### Problem
Could you reproduce the lines below from the one with "Pathwise integrated rates" through the one with "filename src/quant/monte_carlo.rs"? Keep both ends and add nothing.

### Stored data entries
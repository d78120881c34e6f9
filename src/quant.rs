//! # Quant
//!
//! | Module              | Description                                                |
//! |---------------------|------------------------------------------------------------|
//! | [`bonds`]           | Closed-form zero-coupon bond prices.                       |
//! | [`discount`]        | Pathwise integrated rates and discount factors.            |
//! | [`control_variate`] | Literal and regression control-variate estimators.         |
//! | [`monte_carlo`]     | End-to-end Monte Carlo bond pricer.                        |
//!
pub mod bonds;
pub mod control_variate;
pub mod discount;
pub mod monte_carlo;
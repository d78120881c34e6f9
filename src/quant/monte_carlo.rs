//! # Monte Carlo bond pricing
//!
//! $$
//! P(0,T)\approx\frac1N\sum_{i=1}^N e^{-\sum_t r_{i,t}\Delta t_t}
//! $$
//!
//! Scrambled Sobol' shocks drive an Euler-discretised Vasicek ensemble; each
//! path is discounted and the mean is adjusted with the closed-form price.
//!
use ndarray::Array1;
use tracing::debug;
use tracing::info;
use tracing::instrument;

use crate::config::ControlVariate;
use crate::config::ModelParams;
use crate::config::SimulationConfig;
use crate::error::PricingError;
use crate::error::Result;
use crate::qmc::NormalShocks;
use crate::quant::bonds::vasicek::Vasicek as VasicekBond;
use crate::quant::control_variate;
use crate::quant::discount::integrated_rates;
use crate::quant::discount::terminal;
use crate::stochastic::grid::TimeGrid;
use crate::stochastic::interest::vasicek::Vasicek;
use crate::traits::PricerExt;
use crate::traits::ProcessExt;

/// Number of decimals kept in reported figures.
pub const DECIMALS: i32 = 10;

/// Round `x` to `digits` decimals; values too large to scale are returned unchanged.
pub fn round_decimals(x: f64, digits: i32) -> f64 {
  let scale = 10f64.powi(digits);
  let scaled = x * scale;
  if scaled.is_finite() {
    scaled.round() / scale
  } else {
    x
  }
}

/// Full result of one pricing run.
#[derive(Debug, Clone, PartialEq)]
pub struct BondPriceEstimate {
  /// Control-variate adjusted price
  pub price: f64,
  /// Variance reported with the price
  pub variance: f64,
  /// Plain Monte Carlo mean of the terminal discount factors
  pub mc_mean: f64,
  /// Closed-form Vasicek price
  pub closed_form: f64,
  /// Estimated control coefficient, regression control variate only
  pub beta: Option<f64>,
  /// Number of simulated paths
  pub num_simulations: usize,
  /// Number of grid steps per path
  pub num_steps: usize,
}

impl BondPriceEstimate {
  /// `(price, variance)` rounded to [`DECIMALS`] decimals.
  pub fn rounded(&self) -> (f64, f64) {
    (
      round_decimals(self.price, DECIMALS),
      round_decimals(self.variance, DECIMALS),
    )
  }
}

/// Monte Carlo zero-coupon bond pricer.
#[derive(Debug, Clone, Default)]
pub struct MonteCarloBondPricer {
  pub model: ModelParams,
  pub config: SimulationConfig,
}

impl MonteCarloBondPricer {
  pub fn new(model: ModelParams, config: SimulationConfig) -> Self {
    Self { model, config }
  }

  /// Price a bond paying 1 at `maturity` years.
  ///
  /// `num_simulations` is normalised to a power of two within the configured cap.
  #[instrument(skip(self), fields(control_variate = %self.config.control_variate))]
  pub fn price(
    &self,
    maturity: f64,
    initial_rate: f64,
    volatility: f64,
    num_simulations: usize,
  ) -> Result<BondPriceEstimate> {
    self.model.validate()?;
    self.config.validate()?;
    if !initial_rate.is_finite() {
      return Err(PricingError::invalid(
        "Initial Interest Rate",
        format!("must be finite, got {initial_rate}"),
      ));
    }
    if !(volatility.is_finite() && volatility >= 0.0) {
      return Err(PricingError::invalid(
        "Volatility",
        format!("must be non-negative and finite, got {volatility}"),
      ));
    }

    let grid = TimeGrid::new(maturity, self.config.time_step)?;
    let num_simulations = self.config.normalize(num_simulations);
    let block = self.config.block_rows(num_simulations, grid.num_steps)?;

    let process = Vasicek::new(
      initial_rate,
      volatility,
      self.model,
      self.config.time_step,
      grid.num_steps,
    );
    let mut shocks = NormalShocks::new(grid.num_steps, self.config.seed);
    let mut control = Vec::with_capacity(num_simulations);
    while control.len() < num_simulations {
      let rows = block.min(num_simulations - control.len());
      let paths = process.sample_with_noise(&shocks.next_block(rows));
      control.extend(terminal(&integrated_rates(&paths, &grid)).iter().copied());
    }
    debug!(
      num_simulations,
      num_steps = grid.num_steps,
      block,
      "simulated short-rate paths"
    );

    let control = Array1::from_vec(control);
    let discount_factors = control.mapv(|x| (-x).exp());

    let mc_mean = discount_factors
      .mean()
      .ok_or_else(|| PricingError::SimulationSize("no simulated paths".into()))?;
    let closed_form =
      VasicekBond::new(initial_rate, volatility, self.model, maturity).calculate_price();
    debug!(mc_mean, closed_form, "discounted paths");

    let estimate = match self.config.control_variate {
      ControlVariate::Literal => control_variate::literal(&discount_factors, closed_form)?,
      ControlVariate::Regression => control_variate::regression(
        &discount_factors,
        &control,
        expected_integrated_rate(&process, &grid),
      )?,
    };

    info!(
      price = estimate.price,
      variance = estimate.variance,
      num_simulations,
      "bond priced"
    );

    Ok(BondPriceEstimate {
      price: estimate.price,
      variance: estimate.variance,
      mc_mean,
      closed_form,
      beta: estimate.beta,
      num_simulations,
      num_steps: grid.num_steps,
    })
  }
}

/// Exact mean of the discretised integral `sum_t r_t (t_{t+1} - t_t)` under the Euler scheme.
pub fn expected_integrated_rate(process: &Vasicek, grid: &TimeGrid) -> f64 {
  let mean_rates = Array1::from_shape_fn(grid.num_steps, |t| process.mean_rate(t));
  mean_rates.dot(&grid.increments())
}
//! # Stochastic Process Simulation
//!
//! $$
//! r_{t+1}=r_t+\kappa(\theta-r_t)\Delta t+\sigma\sqrt{\Delta t}\,Z_{t+1}
//! $$
//!
//! | Module       | Description                                              |
//! |--------------|----------------------------------------------------------|
//! | [`grid`]     | Equally spaced simulation grid on `[0, T]`.              |
//! | [`interest`] | Short-rate path simulation from a supplied shock matrix. |
//!
pub mod grid;
pub mod interest;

### Reply to the task
//! | [`discount`]        | Pathwise integrated rates and discount factors.            |
//! | [`control_variate`] | Literal and regression control-variate estimators.         |
//! | [`monte_carlo`]     | End-to-end Monte Carlo bond pricer.                        |
//!
pub mod bonds;
pub mod control_variate;
pub mod discount;
pub mod monte_carlo;
repository d78120881c34e6f9
filename src/quant/monte_carlo.rs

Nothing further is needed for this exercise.